[Saved data entries]
────────

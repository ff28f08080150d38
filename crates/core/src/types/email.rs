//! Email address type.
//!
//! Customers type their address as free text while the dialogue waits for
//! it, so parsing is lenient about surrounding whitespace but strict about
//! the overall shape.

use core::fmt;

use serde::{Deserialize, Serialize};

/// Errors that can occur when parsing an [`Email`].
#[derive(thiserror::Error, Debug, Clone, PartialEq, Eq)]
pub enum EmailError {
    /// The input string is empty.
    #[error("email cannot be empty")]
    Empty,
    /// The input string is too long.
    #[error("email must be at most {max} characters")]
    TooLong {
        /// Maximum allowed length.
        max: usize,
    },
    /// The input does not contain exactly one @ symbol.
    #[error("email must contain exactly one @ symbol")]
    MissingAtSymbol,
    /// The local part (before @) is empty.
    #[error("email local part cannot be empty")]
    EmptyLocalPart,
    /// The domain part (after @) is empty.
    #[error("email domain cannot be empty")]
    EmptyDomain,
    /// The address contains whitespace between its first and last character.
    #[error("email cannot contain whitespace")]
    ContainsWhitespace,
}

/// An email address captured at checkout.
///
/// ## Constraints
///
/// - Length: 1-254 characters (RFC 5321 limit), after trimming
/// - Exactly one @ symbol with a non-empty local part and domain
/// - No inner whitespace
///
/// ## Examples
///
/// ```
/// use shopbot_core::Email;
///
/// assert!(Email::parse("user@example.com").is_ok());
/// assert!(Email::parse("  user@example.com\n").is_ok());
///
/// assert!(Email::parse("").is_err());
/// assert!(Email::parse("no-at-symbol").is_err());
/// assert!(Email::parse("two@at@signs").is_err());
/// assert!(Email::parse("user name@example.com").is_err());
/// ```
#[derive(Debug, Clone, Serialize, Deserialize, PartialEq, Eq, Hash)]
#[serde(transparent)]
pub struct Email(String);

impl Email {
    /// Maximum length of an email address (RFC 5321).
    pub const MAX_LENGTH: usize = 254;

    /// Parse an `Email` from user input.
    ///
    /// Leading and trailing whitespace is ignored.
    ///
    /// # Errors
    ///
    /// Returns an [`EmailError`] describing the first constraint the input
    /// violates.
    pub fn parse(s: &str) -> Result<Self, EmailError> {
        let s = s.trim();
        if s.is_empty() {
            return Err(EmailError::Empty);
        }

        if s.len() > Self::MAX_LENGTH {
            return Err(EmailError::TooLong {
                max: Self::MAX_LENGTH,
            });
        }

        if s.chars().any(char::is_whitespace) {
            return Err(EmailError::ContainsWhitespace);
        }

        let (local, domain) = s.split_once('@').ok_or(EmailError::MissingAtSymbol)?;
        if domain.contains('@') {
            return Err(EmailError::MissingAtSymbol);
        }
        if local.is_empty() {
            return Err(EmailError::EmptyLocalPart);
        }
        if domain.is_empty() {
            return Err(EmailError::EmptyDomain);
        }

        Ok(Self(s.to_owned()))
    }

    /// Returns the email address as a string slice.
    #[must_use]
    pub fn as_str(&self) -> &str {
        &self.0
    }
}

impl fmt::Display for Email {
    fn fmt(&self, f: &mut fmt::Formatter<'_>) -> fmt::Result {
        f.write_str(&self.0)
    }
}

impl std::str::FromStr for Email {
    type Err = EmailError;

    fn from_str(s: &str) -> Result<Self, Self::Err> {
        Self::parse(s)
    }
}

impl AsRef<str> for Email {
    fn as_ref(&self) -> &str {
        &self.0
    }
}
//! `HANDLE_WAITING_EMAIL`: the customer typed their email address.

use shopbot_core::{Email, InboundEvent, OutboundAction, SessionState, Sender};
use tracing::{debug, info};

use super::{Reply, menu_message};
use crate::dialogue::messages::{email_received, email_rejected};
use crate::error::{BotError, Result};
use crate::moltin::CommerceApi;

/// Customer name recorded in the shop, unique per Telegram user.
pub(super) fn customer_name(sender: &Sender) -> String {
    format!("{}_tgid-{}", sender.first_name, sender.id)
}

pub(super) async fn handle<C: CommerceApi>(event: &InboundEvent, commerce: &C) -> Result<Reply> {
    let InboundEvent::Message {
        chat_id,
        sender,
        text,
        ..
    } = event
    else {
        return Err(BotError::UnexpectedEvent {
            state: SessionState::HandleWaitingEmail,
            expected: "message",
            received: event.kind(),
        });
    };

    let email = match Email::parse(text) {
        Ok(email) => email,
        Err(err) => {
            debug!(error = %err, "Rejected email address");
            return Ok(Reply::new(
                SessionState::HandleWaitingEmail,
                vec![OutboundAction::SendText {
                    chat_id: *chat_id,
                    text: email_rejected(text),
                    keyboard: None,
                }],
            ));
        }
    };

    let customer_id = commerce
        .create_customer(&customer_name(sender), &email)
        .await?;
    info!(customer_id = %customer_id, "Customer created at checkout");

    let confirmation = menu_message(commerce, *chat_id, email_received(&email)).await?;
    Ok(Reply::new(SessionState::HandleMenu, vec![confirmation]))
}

────────

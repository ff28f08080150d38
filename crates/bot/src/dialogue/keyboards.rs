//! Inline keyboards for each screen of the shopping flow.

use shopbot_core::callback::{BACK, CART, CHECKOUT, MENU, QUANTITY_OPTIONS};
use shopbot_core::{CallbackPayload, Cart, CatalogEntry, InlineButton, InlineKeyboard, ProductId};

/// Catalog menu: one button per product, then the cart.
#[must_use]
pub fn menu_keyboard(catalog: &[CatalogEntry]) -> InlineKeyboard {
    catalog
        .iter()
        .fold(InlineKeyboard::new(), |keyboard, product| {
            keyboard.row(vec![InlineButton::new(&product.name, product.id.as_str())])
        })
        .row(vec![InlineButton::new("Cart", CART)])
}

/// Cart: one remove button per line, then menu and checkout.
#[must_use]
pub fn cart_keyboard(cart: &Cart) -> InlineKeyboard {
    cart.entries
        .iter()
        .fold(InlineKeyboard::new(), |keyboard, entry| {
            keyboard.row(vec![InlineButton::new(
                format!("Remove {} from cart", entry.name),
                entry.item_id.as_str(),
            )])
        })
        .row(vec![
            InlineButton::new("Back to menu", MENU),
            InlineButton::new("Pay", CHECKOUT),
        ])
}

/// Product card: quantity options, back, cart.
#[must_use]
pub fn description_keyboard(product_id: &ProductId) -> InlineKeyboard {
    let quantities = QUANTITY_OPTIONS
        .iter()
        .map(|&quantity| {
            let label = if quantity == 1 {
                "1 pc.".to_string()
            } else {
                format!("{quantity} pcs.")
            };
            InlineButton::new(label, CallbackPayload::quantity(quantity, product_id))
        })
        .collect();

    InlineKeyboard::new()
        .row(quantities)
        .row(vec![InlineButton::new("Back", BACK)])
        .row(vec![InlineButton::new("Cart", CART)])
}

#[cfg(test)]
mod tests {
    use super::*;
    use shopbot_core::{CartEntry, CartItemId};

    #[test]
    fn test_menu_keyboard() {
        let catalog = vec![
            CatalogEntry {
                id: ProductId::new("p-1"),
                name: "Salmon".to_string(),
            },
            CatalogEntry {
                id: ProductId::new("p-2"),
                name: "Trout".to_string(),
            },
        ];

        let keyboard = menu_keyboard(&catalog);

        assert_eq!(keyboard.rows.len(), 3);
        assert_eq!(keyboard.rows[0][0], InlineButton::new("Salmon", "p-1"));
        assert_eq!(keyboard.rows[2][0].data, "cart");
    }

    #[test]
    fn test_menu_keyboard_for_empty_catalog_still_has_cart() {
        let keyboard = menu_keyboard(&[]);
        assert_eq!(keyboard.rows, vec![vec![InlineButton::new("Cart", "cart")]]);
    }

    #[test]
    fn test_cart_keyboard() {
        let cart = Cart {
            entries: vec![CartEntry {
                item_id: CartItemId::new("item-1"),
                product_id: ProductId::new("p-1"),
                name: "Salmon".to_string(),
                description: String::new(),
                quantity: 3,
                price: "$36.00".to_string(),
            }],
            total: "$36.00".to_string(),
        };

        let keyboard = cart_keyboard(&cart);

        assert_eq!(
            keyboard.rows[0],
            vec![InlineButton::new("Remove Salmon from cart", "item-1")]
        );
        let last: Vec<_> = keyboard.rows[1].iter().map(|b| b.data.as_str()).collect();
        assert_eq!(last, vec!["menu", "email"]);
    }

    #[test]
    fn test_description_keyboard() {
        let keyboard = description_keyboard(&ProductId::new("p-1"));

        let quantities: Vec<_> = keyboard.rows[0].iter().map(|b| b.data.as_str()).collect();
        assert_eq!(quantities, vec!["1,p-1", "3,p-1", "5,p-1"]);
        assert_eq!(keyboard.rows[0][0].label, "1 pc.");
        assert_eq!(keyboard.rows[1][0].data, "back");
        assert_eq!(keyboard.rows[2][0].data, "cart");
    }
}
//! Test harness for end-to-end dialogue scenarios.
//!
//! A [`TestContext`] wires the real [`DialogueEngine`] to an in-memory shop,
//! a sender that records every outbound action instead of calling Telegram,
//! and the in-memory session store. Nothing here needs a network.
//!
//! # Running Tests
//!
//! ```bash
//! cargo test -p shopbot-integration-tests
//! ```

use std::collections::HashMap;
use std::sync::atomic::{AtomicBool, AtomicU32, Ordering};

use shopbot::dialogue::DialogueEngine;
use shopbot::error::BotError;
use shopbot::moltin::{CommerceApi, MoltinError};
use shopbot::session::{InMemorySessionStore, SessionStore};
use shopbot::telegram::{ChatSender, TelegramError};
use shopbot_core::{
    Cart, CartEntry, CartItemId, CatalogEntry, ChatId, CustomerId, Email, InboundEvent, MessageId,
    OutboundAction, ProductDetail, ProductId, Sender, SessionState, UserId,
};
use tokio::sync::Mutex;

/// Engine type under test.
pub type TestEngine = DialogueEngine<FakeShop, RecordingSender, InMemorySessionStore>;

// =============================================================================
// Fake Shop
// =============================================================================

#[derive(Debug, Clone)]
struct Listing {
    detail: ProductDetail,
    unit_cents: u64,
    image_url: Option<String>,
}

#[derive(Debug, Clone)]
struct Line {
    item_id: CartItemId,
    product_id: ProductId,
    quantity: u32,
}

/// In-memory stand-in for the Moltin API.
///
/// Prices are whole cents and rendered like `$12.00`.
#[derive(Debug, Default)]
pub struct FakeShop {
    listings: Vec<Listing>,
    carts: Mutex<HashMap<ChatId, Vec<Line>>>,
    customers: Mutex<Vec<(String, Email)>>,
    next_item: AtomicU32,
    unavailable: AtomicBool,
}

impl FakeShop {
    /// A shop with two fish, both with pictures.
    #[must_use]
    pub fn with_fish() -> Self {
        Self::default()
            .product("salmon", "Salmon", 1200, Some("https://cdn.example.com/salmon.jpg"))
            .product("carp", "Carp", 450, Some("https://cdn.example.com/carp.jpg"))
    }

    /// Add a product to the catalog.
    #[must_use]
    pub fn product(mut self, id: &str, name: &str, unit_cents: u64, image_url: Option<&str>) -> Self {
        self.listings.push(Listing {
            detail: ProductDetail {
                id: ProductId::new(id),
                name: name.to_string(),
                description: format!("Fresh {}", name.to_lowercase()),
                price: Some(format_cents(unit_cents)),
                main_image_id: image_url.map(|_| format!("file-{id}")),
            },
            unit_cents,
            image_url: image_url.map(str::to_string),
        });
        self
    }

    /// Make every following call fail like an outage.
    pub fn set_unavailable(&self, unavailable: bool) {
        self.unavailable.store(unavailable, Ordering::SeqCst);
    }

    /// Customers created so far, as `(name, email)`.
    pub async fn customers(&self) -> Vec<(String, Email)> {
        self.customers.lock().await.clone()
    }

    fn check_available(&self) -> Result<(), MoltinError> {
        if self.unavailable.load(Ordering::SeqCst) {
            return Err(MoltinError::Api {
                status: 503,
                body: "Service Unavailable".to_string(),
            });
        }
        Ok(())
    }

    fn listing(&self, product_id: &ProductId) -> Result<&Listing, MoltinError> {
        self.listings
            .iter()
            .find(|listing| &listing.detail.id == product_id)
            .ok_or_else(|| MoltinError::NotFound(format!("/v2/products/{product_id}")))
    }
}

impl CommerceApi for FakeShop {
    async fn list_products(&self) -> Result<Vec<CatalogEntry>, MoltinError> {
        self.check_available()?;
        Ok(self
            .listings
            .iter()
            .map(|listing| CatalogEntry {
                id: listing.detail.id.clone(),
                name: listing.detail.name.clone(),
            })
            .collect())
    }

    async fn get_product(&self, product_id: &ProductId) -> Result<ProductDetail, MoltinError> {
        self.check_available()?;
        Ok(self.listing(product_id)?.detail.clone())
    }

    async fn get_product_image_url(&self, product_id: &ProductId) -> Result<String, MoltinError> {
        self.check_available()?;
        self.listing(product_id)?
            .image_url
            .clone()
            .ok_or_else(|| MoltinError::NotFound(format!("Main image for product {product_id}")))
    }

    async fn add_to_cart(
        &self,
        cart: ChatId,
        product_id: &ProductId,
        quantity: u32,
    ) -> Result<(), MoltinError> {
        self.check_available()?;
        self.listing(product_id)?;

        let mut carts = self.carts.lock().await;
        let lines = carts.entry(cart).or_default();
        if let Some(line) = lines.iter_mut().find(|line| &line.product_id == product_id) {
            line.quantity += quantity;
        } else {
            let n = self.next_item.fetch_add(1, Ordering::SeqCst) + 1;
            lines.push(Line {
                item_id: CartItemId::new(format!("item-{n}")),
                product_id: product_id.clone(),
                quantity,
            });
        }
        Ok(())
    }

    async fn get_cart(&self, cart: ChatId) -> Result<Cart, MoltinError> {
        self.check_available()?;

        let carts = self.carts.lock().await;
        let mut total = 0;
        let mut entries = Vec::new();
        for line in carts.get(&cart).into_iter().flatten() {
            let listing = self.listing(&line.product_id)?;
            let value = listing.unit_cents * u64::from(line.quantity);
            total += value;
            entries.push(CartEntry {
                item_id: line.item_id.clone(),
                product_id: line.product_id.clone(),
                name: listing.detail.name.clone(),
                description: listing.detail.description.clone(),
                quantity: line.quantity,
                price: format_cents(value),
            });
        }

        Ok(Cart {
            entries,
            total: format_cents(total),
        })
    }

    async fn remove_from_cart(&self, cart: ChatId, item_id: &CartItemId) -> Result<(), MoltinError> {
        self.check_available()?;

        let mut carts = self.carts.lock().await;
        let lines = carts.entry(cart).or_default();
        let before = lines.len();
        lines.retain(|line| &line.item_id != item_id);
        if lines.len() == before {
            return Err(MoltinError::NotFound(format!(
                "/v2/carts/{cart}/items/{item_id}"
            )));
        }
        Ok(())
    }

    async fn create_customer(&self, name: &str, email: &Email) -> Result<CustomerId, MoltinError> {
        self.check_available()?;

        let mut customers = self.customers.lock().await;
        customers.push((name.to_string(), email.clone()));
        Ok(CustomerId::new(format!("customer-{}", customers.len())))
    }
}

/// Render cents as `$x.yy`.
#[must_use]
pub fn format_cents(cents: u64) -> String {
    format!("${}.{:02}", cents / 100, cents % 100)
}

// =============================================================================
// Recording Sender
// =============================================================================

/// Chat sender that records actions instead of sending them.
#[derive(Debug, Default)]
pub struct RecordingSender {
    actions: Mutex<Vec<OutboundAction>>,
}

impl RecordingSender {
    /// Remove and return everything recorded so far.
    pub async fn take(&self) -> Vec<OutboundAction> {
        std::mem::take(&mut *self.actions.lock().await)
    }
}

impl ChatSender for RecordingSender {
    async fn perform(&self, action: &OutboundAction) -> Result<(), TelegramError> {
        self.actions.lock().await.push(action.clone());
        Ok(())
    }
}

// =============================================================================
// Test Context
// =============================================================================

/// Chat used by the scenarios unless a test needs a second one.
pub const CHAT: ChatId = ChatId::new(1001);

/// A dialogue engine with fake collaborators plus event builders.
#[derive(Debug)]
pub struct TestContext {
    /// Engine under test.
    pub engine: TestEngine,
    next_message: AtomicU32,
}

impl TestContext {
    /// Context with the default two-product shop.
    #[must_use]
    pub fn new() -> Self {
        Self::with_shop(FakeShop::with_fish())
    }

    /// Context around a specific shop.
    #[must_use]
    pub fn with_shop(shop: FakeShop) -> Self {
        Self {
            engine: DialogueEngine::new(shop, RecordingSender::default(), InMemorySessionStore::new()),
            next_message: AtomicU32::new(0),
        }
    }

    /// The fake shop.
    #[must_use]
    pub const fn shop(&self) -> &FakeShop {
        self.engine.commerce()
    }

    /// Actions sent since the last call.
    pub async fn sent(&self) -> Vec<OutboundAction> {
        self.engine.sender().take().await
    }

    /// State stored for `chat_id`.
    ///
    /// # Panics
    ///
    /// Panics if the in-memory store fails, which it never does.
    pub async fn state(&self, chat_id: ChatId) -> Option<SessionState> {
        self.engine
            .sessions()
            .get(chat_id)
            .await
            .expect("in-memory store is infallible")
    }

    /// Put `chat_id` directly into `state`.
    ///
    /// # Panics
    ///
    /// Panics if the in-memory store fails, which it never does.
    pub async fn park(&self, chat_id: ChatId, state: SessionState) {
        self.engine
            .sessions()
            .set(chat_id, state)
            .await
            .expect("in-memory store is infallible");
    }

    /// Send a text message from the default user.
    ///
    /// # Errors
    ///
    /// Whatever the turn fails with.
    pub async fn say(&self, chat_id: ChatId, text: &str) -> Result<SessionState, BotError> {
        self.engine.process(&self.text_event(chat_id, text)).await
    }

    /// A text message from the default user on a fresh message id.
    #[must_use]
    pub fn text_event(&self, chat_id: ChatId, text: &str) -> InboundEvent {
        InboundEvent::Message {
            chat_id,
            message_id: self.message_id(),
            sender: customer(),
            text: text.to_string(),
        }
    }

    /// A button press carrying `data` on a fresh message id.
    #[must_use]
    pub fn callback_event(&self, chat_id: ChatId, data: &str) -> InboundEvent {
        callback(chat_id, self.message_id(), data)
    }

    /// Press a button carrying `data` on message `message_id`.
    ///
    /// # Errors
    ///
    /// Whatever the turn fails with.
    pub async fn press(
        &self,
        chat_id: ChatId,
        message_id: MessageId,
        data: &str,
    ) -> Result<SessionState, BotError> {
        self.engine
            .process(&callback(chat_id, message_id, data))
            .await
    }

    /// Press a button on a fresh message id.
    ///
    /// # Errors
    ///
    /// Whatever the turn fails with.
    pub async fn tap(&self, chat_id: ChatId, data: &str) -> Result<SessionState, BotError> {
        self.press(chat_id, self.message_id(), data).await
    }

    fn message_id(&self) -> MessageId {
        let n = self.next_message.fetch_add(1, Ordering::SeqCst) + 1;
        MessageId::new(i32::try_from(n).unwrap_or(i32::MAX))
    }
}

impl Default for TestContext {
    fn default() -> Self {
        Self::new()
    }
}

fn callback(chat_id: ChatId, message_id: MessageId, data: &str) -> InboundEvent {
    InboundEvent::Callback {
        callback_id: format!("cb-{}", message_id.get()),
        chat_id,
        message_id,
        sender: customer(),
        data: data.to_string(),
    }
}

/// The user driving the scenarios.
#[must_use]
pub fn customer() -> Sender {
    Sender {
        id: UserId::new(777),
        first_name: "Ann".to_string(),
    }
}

────────

--- What is being asked ---
For the data above, state only how many lines include the word "take".

--- Response box ---
3